I was going to use a series of images from Kween, a Japanese Queen cover band, as the image on the God Save My Queen web site. Decided not to.

posted by Daniel Nester at 10/3/2003 07:19:44 PM

Stray Thought Faux Fantasia
Crossing guards, four of them, playing hopscotch, just after school opens. They smile at me in their yellow raincoats.

"Ring for Psychic" buzzer beside the Tires Repaired sign.

6am: Cheesy Mahler soundfile that comes up clicking to the Staten Island College computer science department home page. I was trying to e-mail a professor who made an automatic poetry-writing program. I was tired, and the Casio music soothed me.

Headlines of Knicks coach in the Post. He's Apologetic! If he was doing a good job. Was doing.

Now there is no tremble. The ether and even Jeff Van Gundy have slowed down. Now the reason for interjections have turned hasty.

Two large women talking on the train, pretty much saying "hmm hmm" to each other. Then one says, out of the blue, "He said he got nine inches.

He took it out, and it wasn't no bigger than a kosher dill pickle."

A taxi with a red siren, running against traffic on 14th Street. This is it, I say to myself, this is my day, and it's all in primary colors, Zappa song-specific.

Observed porno tape title on way to train: That Darn Trannie!

I mean, her definition of irony, for instance, sung from this very chair as I sit typing this, was more like a math equation, some syllogism. [Philosophy student, of course.]

Canadian singer-songwriter name-dropped – not Joni -- before eating 6th Avenue soup. Late evening, and the cut of winter in the air as I walk upstairs.

Power ballads. Everyone knows them. But I always—I always have to fucking explain their merits.

Also: I have to explain the appeal of crank calls—and to other poets!

But when do the trains ever run on time? Why keep complaining?

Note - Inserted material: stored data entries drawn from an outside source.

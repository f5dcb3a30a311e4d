//! Generated client API endpoints.
//!
//! Clients are generated automatically after an upload, or on request for a
//! specific version. Publishing ships a version's newest client as an npm
//! package through the configured backend.

use axum::extract::{Path, State};
use axum::routing::{get, post};
use axum::{Json, Router};
use serde::{Deserialize, Serialize};
use specforge_core::{
    GeneratedClient, GenerationOutcome, PackageRef, PublishReceipt, PublishStatus,
    PublishedPackage, SpecforgeError,
};
use utoipa::ToSchema;
use uuid::Uuid;

use crate::api::error::{ApiError, ApiResult, ErrorResponse};
use crate::api::identity::ActingUser;
use crate::api::specs::VersionResponse;
use crate::state::SharedState;

/// Creates the clients router.
pub fn router() -> Router<SharedState> {
    Router::new()
        .route("/projects/{project_id}/clients/latest", get(latest_client))
        .route(
            "/projects/{project_id}/versions/{version_id}/generate",
            post(generate_client),
        )
        .route(
            "/projects/{project_id}/versions/{version_id}/publish",
            post(publish_client),
        )
}

// ============================================================================
// Request/Response Types
// ============================================================================

/// How the publish sub-step ended.
#[derive(Debug, Clone, Copy, PartialEq, Eq, Serialize, Deserialize, ToSchema)]
#[serde(rename_all = "snake_case")]
pub enum PublishState {
    /// The package was shipped.
    Published,
    /// Automatic publishing is turned off.
    Skipped,
    /// Publishing failed; the client is kept.
    Failed,
}

/// Outcome of a publish attempt made as part of a generation.
#[derive(Debug, Clone, Serialize, Deserialize, ToSchema)]
#[schema(example = json!({
    "status": "failed",
    "package": null,
    "output": null,
    "notices": [],
    "error": {
        "error": "config_missing",
        "message": "NPM configuration not found for project 0190f4c2-8a55-7b41-9c1e-2d6f0a3b4c5d",
        "details": null
    }
}))]
pub struct PublishReport {
    /// Publish status.
    pub status: PublishState,

    /// Package that was shipped.
    #[schema(nullable)]
    pub package: Option<PackageRef>,

    /// Publisher standard output.
    #[schema(nullable)]
    pub output: Option<String>,

    /// Informational diagnostics from the publisher.
    pub notices: Vec<String>,

    /// Why publishing failed.
    #[schema(nullable)]
    pub error: Option<ErrorResponse>,
}

impl From<PublishStatus> for PublishReport {
    fn from(status: PublishStatus) -> Self {
        match status {
            PublishStatus::Published(published) => Self {
                status: PublishState::Published,
                package: Some(published.package),
                output: Some(published.receipt.output),
                notices: published.receipt.notices,
                error: None,
            },
            PublishStatus::Skipped => Self {
                status: PublishState::Skipped,
                package: None,
                output: None,
                notices: Vec::new(),
                error: None,
            },
            PublishStatus::Failed(err) => Self {
                status: PublishState::Failed,
                package: None,
                output: None,
                notices: Vec::new(),
                error: Some(ErrorResponse::from(&err)),
            },
        }
    }
}

/// Whether client generation succeeded.
#[derive(Debug, Clone, Copy, PartialEq, Eq, Serialize, Deserialize, ToSchema)]
#[serde(rename_all = "snake_case")]
pub enum GenerationState {
    /// A client was generated and stored.
    Generated,
    /// The generator failed; nothing was stored.
    Failed,
}

/// Outcome of a client generation.
#[derive(Debug, Clone, Serialize, Deserialize, ToSchema)]
pub struct GenerationReport {
    /// Generation status.
    pub status: GenerationState,

    /// The stored client.
    #[schema(nullable)]
    pub client: Option<GeneratedClient>,

    /// The version row after generation and publishing.
    #[schema(nullable)]
    pub version: Option<VersionResponse>,

    /// Publish sub-step outcome.
    #[schema(nullable)]
    pub publish: Option<PublishReport>,

    /// Why generation failed.
    #[schema(nullable)]
    pub error: Option<ErrorResponse>,
}

impl From<GenerationOutcome> for GenerationReport {
    fn from(outcome: GenerationOutcome) -> Self {
        Self {
            status: GenerationState::Generated,
            client: Some(outcome.client),
            version: Some(outcome.version.into()),
            publish: Some(outcome.publish.into()),
            error: None,
        }
    }
}

impl GenerationReport {
    /// Report a generation that ran as a sub-step of another request.
    #[must_use]
    pub fn from_result(result: Result<GenerationOutcome, SpecforgeError>) -> Self {
        match result {
            Ok(outcome) => outcome.into(),
            Err(err) => Self {
                status: GenerationState::Failed,
                client: None,
                version: None,
                publish: None,
                error: Some(ErrorResponse::from(&err)),
            },
        }
    }
}

/// Result of an explicit publish.
#[derive(Debug, Clone, Serialize, Deserialize, ToSchema)]
pub struct PublishClientResponse {
    /// Package that was shipped.
    pub package: PackageRef,

    /// Publisher output and notices.
    pub receipt: PublishReceipt,

    /// The version row after it was marked published.
    pub version: VersionResponse,
}

impl From<PublishedPackage> for PublishClientResponse {
    fn from(published: PublishedPackage) -> Self {
        Self {
            package: published.package,
            receipt: published.receipt,
            version: published.version.into(),
        }
    }
}

// ============================================================================
// Handlers
// ============================================================================

/// Fetch the newest generated client of a project.
#[utoipa::path(
    get,
    path = "/api/projects/{project_id}/clients/latest",
    tag = "clients",
    operation_id = "getLatestClient",
    summary = "Get the latest generated client",
    params(("project_id" = Uuid, Path, description = "Project identifier")),
    responses(
        (status = 200, description = "Newest client", body = GeneratedClient),
        (status = 403, description = "Project belongs to another user", body = ErrorResponse),
        (status = 404, description = "No client generated yet", body = ErrorResponse)
    )
)]
pub async fn latest_client(
    State(state): State<SharedState>,
    user: ActingUser,
    Path(project_id): Path<Uuid>,
) -> ApiResult<Json<GeneratedClient>> {
    state
        .workflow
        .latest_client(user.id(), project_id)?
        .map(Json)
        .ok_or_else(|| ApiError::NotFound {
            error_code: "not_found".to_string(),
            message: format!("No client generated yet for project '{project_id}'"),
        })
}

/// Generate (or regenerate) the client of one version.
///
/// When automatic publishing is on, the new client is published right away;
/// a publish failure is reported in `publish` without failing the request.
#[utoipa::path(
    post,
    path = "/api/projects/{project_id}/versions/{version_id}/generate",
    tag = "clients",
    operation_id = "generateClient",
    summary = "Generate a client for a version",
    params(
        ("project_id" = Uuid, Path, description = "Project identifier"),
        ("version_id" = Uuid, Path, description = "Spec version identifier")
    ),
    responses(
        (status = 200, description = "Client generated", body = GenerationReport),
        (status = 404, description = "Version not found in project", body = ErrorResponse),
        (status = 502, description = "Generative endpoint failed", body = ErrorResponse)
    )
)]
pub async fn generate_client(
    State(state): State<SharedState>,
    user: ActingUser,
    Path((project_id, version_id)): Path<(Uuid, Uuid)>,
) -> ApiResult<Json<GenerationReport>> {
    let outcome = state
        .workflow
        .generate_for_version(user.id(), project_id, version_id)
        .await?;
    Ok(Json(outcome.into()))
}

/// Publish the newest client of one version.
#[utoipa::path(
    post,
    path = "/api/projects/{project_id}/versions/{version_id}/publish",
    tag = "clients",
    operation_id = "publishClient",
    summary = "Publish a version's client to npm",
    params(
        ("project_id" = Uuid, Path, description = "Project identifier"),
        ("version_id" = Uuid, Path, description = "Spec version identifier")
    ),
    responses(
        (status = 200, description = "Package published", body = PublishClientResponse),
        (status = 400, description = "npm configuration or registry credential missing", body = ErrorResponse),
        (status = 409, description = "Version has no generated client", body = ErrorResponse),
        (status = 500, description = "Publish command failed", body = ErrorResponse)
    )
)]
pub async fn publish_client(
    State(state): State<SharedState>,
    user: ActingUser,
    Path((project_id, version_id)): Path<(Uuid, Uuid)>,
) -> ApiResult<Json<PublishClientResponse>> {
    let published = state
        .workflow
        .publish_version(user.id(), project_id, version_id)
        .await?;
    Ok(Json(published.into()))
}

#[cfg(test)]
mod tests {
    use super::*;

    #[test]
    fn test_skipped_publish_report() {
        let report = PublishReport::from(PublishStatus::Skipped);
        assert_eq!(report.status, PublishState::Skipped);
        assert!(report.error.is_none());
    }

    #[test]
    fn test_failed_generation_report() {
        let report = GenerationReport::from_result(Err(SpecforgeError::Upstream(
            "endpoint returned 500".to_string(),
        )));
        assert_eq!(report.status, GenerationState::Failed);
        let error = report.error.unwrap();
        assert_eq!(error.error, "upstream_error");
        assert!(error.message.contains("500"));

        let json = serde_json::to_value(GenerationReport::from_result(Err(
            SpecforgeError::InvalidInput("x".to_string()),
        )))
        .unwrap();
        assert_eq!(json["status"], "failed");
        assert!(json["client"].is_null());
    }
}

When would I ever have gotten all of my young ladies Ass to the museum?

What are you doing over there, Nester? He-he.

Reading a John Cage journal entry that I thought was funny to my mother, who moaned in pity at what I thought was the punchline. I always wanted to study botany, she said.

Misheard punchline: She thought she was sacrificing the vomit!

The sun getting brighter. Split peas. Tomorrow's schedule, teaching, tutoring, phone calls. Call my mother, again. Milk. Dash off letter to Massachusetts. Deny I am Jewish, despite old family tales from Germany. Coffee grinds and milk stains. A light bulb burnt out in the closet.

Two things I remember at the same time, 3:12pm, last Thursday: My first communion crucifix, and the wife of a famous poet, hoping that, while looking over her shoulder speaking with her, I am not perceived as flirting by her husband. This was the night before September 11, and I saw Paul McCartney on the street.

I thought I remembered a joke haiku just then. Then I forgot it. Was it really morning? I'm going to have to question the whole thing.

I can put two and two together, but am I capable of interjecting so much as to eliminate the need to a business letter?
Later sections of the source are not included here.